Nearly 240,000 Dutch people over the age of 15 were bullied last year, according to new figures published today by Statistics Netherlands and the Ministry of Security and Justice. This also happens in the workplace: 1 in 8 employees is a victim of bullying.

It’s not about one bad joke that hurts someone. “Bullying is structural. It happens over and over and always targets the same person,” says Laura Willems, president of Bullying in the Workplace Foundation. “It is gossiping, making fun of, belittling or making someone’s job unpleasant or difficult. The most common form of bullying is to isolate and ignore someone.”

More than half of the victims in the survey said they had psychological or emotional problems as a result of bullying. “Stress, insomnia, and GI pain. This happens relatively quickly after the bullying starts, often after six weeks,” Willems says.

no good morning

The manager that Marianne bumped into made her life miserable. “It started with not saying ‘good morning’ when I came in in the morning. And when I went for a cup of coffee, she didn’t do it anymore for me,” she says.

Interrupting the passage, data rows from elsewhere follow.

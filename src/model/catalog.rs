//! The layer catalog: the constant table of compliance layers.
//!
//! The built-in catalog reproduces the reference data shipped with the
//! tool. A catalog can also be loaded from a YAML file with the same shape;
//! loaded catalogs are validated against the same invariants the built-in
//! one satisfies (four layers, canonical order, non-empty parts, scores in
//! `0..=100`).

use super::layer::{
    Check, CheckStatus, Finding, LayerKind, LayerRecord, MAX_SCORE, RadarPoint, Recommendation,
    Severity,
};
use crate::error::{CatalogErrorKind, ComplianceError, ErrorContext, Result};
use schemars::JsonSchema;
use serde::{Deserialize, Serialize};
use std::path::Path;

/// Number of layers every catalog holds.
pub const LAYER_COUNT: usize = 4;

/// Layer records plus the final-report recommendations.
#[derive(Debug, Clone, PartialEq, Eq, Serialize, Deserialize, JsonSchema)]
pub struct Catalog {
    layers: Vec<LayerRecord>,
    #[serde(default)]
    recommendations: Vec<Recommendation>,
}

impl Default for Catalog {
    fn default() -> Self {
        Self::builtin()
    }
}

impl Catalog {
    /// The built-in reference catalog.
    #[must_use]
    pub fn builtin() -> Self {
        Self {
            layers: vec![
                privacy_layer(),
                interoperability_layer(),
                security_layer(),
                abdm_layer(),
            ],
            recommendations: vec![
                Recommendation::new(
                    Severity::High,
                    "Implement AES-256 encryption for data at rest",
                    "Security Layer",
                ),
                Recommendation::new(
                    Severity::Medium,
                    "Add consent tracking for all patient data access",
                    "Privacy & Policy Layer",
                ),
                Recommendation::new(
                    Severity::Low,
                    "Update HPR reference format to latest ABDM specification",
                    "ABDM Integration Layer",
                ),
            ],
        }
    }

    /// Parse and validate a catalog from YAML text.
    pub fn from_yaml_str(yaml: &str) -> Result<Self> {
        let catalog: Self = serde_yaml::from_str(yaml).map_err(|e| {
            ComplianceError::catalog("parsing YAML", CatalogErrorKind::InvalidYaml(e.to_string()))
        })?;
        catalog.validated()
    }

    /// Load and validate a catalog file.
    pub fn from_yaml_file(path: &Path) -> Result<Self> {
        let content =
            std::fs::read_to_string(path).map_err(|e| ComplianceError::io(path, e))?;
        let catalog = Self::from_yaml_str(&content)
            .with_context(|| format!("loading catalog {}", path.display()))?;
        tracing::debug!(
            "Loaded catalog with {} layers from {}",
            catalog.layers.len(),
            path.display()
        );
        Ok(catalog)
    }

    fn validated(self) -> Result<Self> {
        if self.layers.len() != LAYER_COUNT {
            return Err(ComplianceError::catalog(
                "validating layers",
                CatalogErrorKind::LayerCount {
                    expected: LAYER_COUNT,
                    found: self.layers.len(),
                },
            ));
        }
        let problems = self.problems();
        if problems.is_empty() {
            Ok(self)
        } else {
            Err(ComplianceError::catalog(
                "validating layers",
                CatalogErrorKind::Invalid(problems),
            ))
        }
    }

    /// Every invariant violation in this catalog, one message each.
    #[must_use]
    pub fn problems(&self) -> Vec<String> {
        let mut problems = Vec::new();

        for (idx, (layer, expected)) in self.layers.iter().zip(LayerKind::all()).enumerate() {
            if layer.kind != *expected {
                problems.push(format!(
                    "layer {idx} is {:?}, expected {:?}",
                    layer.kind, expected
                ));
            }
            if layer.name.trim().is_empty() {
                problems.push(format!("layer {idx} has an empty name"));
            }
            if layer.score > MAX_SCORE {
                problems.push(format!("{}: score {} exceeds 100", layer.name, layer.score));
            }
            if layer.checks.is_empty() {
                problems.push(format!("{}: no checks", layer.name));
            }
            if layer.radar_points.is_empty() {
                problems.push(format!("{}: no radar points", layer.name));
            }
            if layer.findings.is_empty() {
                problems.push(format!("{}: no findings", layer.name));
            }
            for check in layer.checks.iter().filter(|c| c.score > MAX_SCORE) {
                problems.push(format!(
                    "{}: check '{}' score {} exceeds 100",
                    layer.name, check.name, check.score
                ));
            }
            for point in &layer.radar_points {
                if point.full_mark == 0 || point.score > point.full_mark {
                    problems.push(format!(
                        "{}: radar point '{}' score {} outside 0..={}",
                        layer.name, point.subject, point.score, point.full_mark
                    ));
                }
            }
        }

        problems
    }

    #[must_use]
    pub fn layers(&self) -> &[LayerRecord] {
        &self.layers
    }

    #[must_use]
    pub fn layer(&self, index: usize) -> Option<&LayerRecord> {
        self.layers.get(index)
    }

    #[must_use]
    pub fn len(&self) -> usize {
        self.layers.len()
    }

    #[must_use]
    pub fn is_empty(&self) -> bool {
        self.layers.is_empty()
    }

    /// The layer reported as "integration readiness".
    #[must_use]
    pub fn abdm_layer(&self) -> Option<&LayerRecord> {
        self.layers
            .iter()
            .find(|l| l.kind == LayerKind::AbdmIntegration)
    }

    #[must_use]
    pub fn recommendations(&self) -> &[Recommendation] {
        &self.recommendations
    }
}

// ============================================================================
// Built-in layer table
// ============================================================================

fn privacy_layer() -> LayerRecord {
    LayerRecord {
        name: "Privacy & Policy Layer".to_string(),
        kind: LayerKind::Privacy,
        score: 78,
        checks: vec![
            Check::new("SPDI compliance", CheckStatus::Pass, 85),
            Check::new("ABDM HDM checks", CheckStatus::Pass, 75),
            Check::new("Consent availability", CheckStatus::Warning, 70),
            Check::new("Patient rights (view/export)", CheckStatus::Pass, 82),
        ],
        radar_points: vec![
            RadarPoint::new("SPDI", 85),
            RadarPoint::new("ABDM HDM", 75),
            RadarPoint::new("Consent", 70),
            RadarPoint::new("Patient Rights", 82),
        ],
        findings: vec![
            Finding::new(
                Severity::Medium,
                "Consent logs missing for 3 patient records",
                "Implement consent tracking for all patient data access",
            ),
            Finding::new(
                Severity::Low,
                "Export functionality lacks JSON format option",
                "Add JSON export capability to patient portal",
            ),
        ],
    }
}

fn interoperability_layer() -> LayerRecord {
    LayerRecord {
        name: "Interoperability Layer".to_string(),
        kind: LayerKind::Interoperability,
        score: 85,
        checks: vec![
            Check::new("FHIR structure + ABDM profiles", CheckStatus::Pass, 92),
            Check::new("ICD/SNOMED/LOINC correctness", CheckStatus::Pass, 88),
            Check::new("DICOM conformance", CheckStatus::Pass, 75),
        ],
        radar_points: vec![
            RadarPoint::new("FHIR/ABDM", 92),
            RadarPoint::new("ICD/SNOMED", 88),
            RadarPoint::new("DICOM", 75),
        ],
        findings: vec![Finding::new(
            Severity::Low,
            "DICOM metadata incomplete in 2 imaging studies",
            "Ensure all required DICOM tags are populated",
        )],
    }
}

fn security_layer() -> LayerRecord {
    LayerRecord {
        name: "Security Layer".to_string(),
        kind: LayerKind::Security,
        score: 72,
        checks: vec![
            Check::new("Access control", CheckStatus::Pass, 80),
            Check::new("Authentication/authorization", CheckStatus::Pass, 85),
            Check::new("Encryption standards", CheckStatus::Warning, 65),
            Check::new("ISO 27001-style checks", CheckStatus::Warning, 70),
            Check::new("Audit log completeness", CheckStatus::Pass, 75),
        ],
        radar_points: vec![
            RadarPoint::new("Access Control", 80),
            RadarPoint::new("Auth", 85),
            RadarPoint::new("Encryption", 65),
            RadarPoint::new("ISO 27001", 70),
            RadarPoint::new("Audit Logs", 75),
        ],
        findings: vec![
            Finding::new(
                Severity::High,
                "Data at rest not encrypted using AES-256",
                "Implement AES-256 encryption for database storage",
            ),
            Finding::new(
                Severity::Medium,
                "Password policy allows weak passwords",
                "Enforce minimum 12 characters with complexity requirements",
            ),
        ],
    }
}

fn abdm_layer() -> LayerRecord {
    LayerRecord {
        name: "ABDM Integration Layer".to_string(),
        kind: LayerKind::AbdmIntegration,
        score: 88,
        checks: vec![
            Check::new("API schema correctness", CheckStatus::Pass, 95),
            Check::new("Consent artefact correctness", CheckStatus::Pass, 90),
            Check::new("Gateway encryption rules", CheckStatus::Pass, 85),
            Check::new("ABHA identifier formats", CheckStatus::Pass, 88),
            Check::new("HPR/HFR referencing rules", CheckStatus::Pass, 82),
        ],
        radar_points: vec![
            RadarPoint::new("API Schema", 95),
            RadarPoint::new("Consent", 90),
            RadarPoint::new("Encryption", 85),
            RadarPoint::new("ABHA", 88),
            RadarPoint::new("HPR/HFR", 82),
        ],
        findings: vec![Finding::new(
            Severity::Low,
            "Some HPR references use outdated format",
            "Update HPR reference format to latest ABDM specification",
        )],
    }
}

#[cfg(test)]
mod tests {
    use super::*;

    #[test]
    fn test_builtin_shape() {
        let catalog = Catalog::builtin();
        assert_eq!(catalog.len(), LAYER_COUNT);
        assert!(catalog.problems().is_empty());

        let kinds: Vec<LayerKind> = catalog.layers().iter().map(|l| l.kind).collect();
        assert_eq!(kinds, LayerKind::all());

        let scores: Vec<u8> = catalog.layers().iter().map(|l| l.score).collect();
        assert_eq!(scores, vec![78, 85, 72, 88]);
    }

    #[test]
    fn test_builtin_parts_non_empty() {
        for layer in Catalog::builtin().layers() {
            assert!(!layer.checks.is_empty(), "{} has no checks", layer.name);
            assert!(!layer.radar_points.is_empty(), "{} has no radar", layer.name);
            assert!(!layer.findings.is_empty(), "{} has no findings", layer.name);
            assert_eq!(layer.checks.len(), layer.radar_points.len());
        }
    }

    #[test]
    fn test_abdm_layer_lookup() {
        let catalog = Catalog::builtin();
        let abdm = catalog.abdm_layer().expect("builtin has ABDM layer");
        assert_eq!(abdm.score, 88);
        assert_eq!(abdm.name, "ABDM Integration Layer");
    }

    #[test]
    fn test_yaml_roundtrip_of_builtin() {
        let yaml = serde_yaml::to_string(&Catalog::builtin()).unwrap();
        let parsed = Catalog::from_yaml_str(&yaml).unwrap();
        assert_eq!(parsed, Catalog::builtin());
    }

    #[test]
    fn test_rejects_wrong_layer_count() {
        let mut catalog = Catalog::builtin();
        catalog.layers.pop();
        let yaml = serde_yaml::to_string(&catalog).unwrap();
        let err = Catalog::from_yaml_str(&yaml).unwrap_err();
        assert!(err.to_string().contains("catalog"), "{err}");
        match err {
            ComplianceError::Catalog {
                source: CatalogErrorKind::LayerCount { expected, found },
                ..
            } => {
                assert_eq!(expected, 4);
                assert_eq!(found, 3);
            }
            other => panic!("unexpected error: {other:?}"),
        }
    }

    #[test]
    fn test_rejects_out_of_order_and_empty_parts() {
        let mut catalog = Catalog::builtin();
        catalog.layers.swap(0, 1);
        catalog.layers[2].findings.clear();
        catalog.layers[3].checks[0].score = 150;

        let problems = catalog.problems();
        assert!(problems.iter().any(|p| p.contains("layer 0")));
        assert!(problems.iter().any(|p| p.contains("no findings")));
        assert!(problems.iter().any(|p| p.contains("exceeds 100")));
    }

    #[test]
    fn test_rejects_invalid_yaml() {
        let err = Catalog::from_yaml_str("layers: [not, a, layer").unwrap_err();
        assert!(matches!(
            err,
            ComplianceError::Catalog {
                source: CatalogErrorKind::InvalidYaml(_),
                ..
            }
        ));
    }
}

By leaving it as if the offender gets away with it.


According to Marianne, few colleagues defended her. The few colleagues I spoke to did their best, but the situation did not change. Going to the secret advisor was not an option: this was the director in question himself.

Marianne says that after a while, the decision to resign was made. “It’s a tough decision if you love the company and your position and only one person bothers you. But staying wasn’t good for my health.” It describes feeling helpless. “By leaving, it is as if the offender is getting away with it.”

Bullying hurts entire teams

Willems points out that the responsibility for tackling bullying now rests mainly with victims like Marian, not with colleagues or supervisors. According to the institution, that should change.

“We can all do so much about it together. The most important thing is for organizations to realize that bullying is harmful to entire teams. Insider the people know: If that fellow who is being bullied pulls out, someone is next,” says Willems. “It is in everyone’s best interest to advocate for victims and ensure that colleagues do not engage in bullying behaviour.”

After quitting her job, Marianne would sit at home for a while to recuperate, “because that wouldn’t bother you.” I have since found another post.

*The name Marianne is known to the editors.

Megan Vasquez

"Creator. Coffee buff. Internet lover. Organizer. Pop culture geek. Tv fan. Proud foodaholic."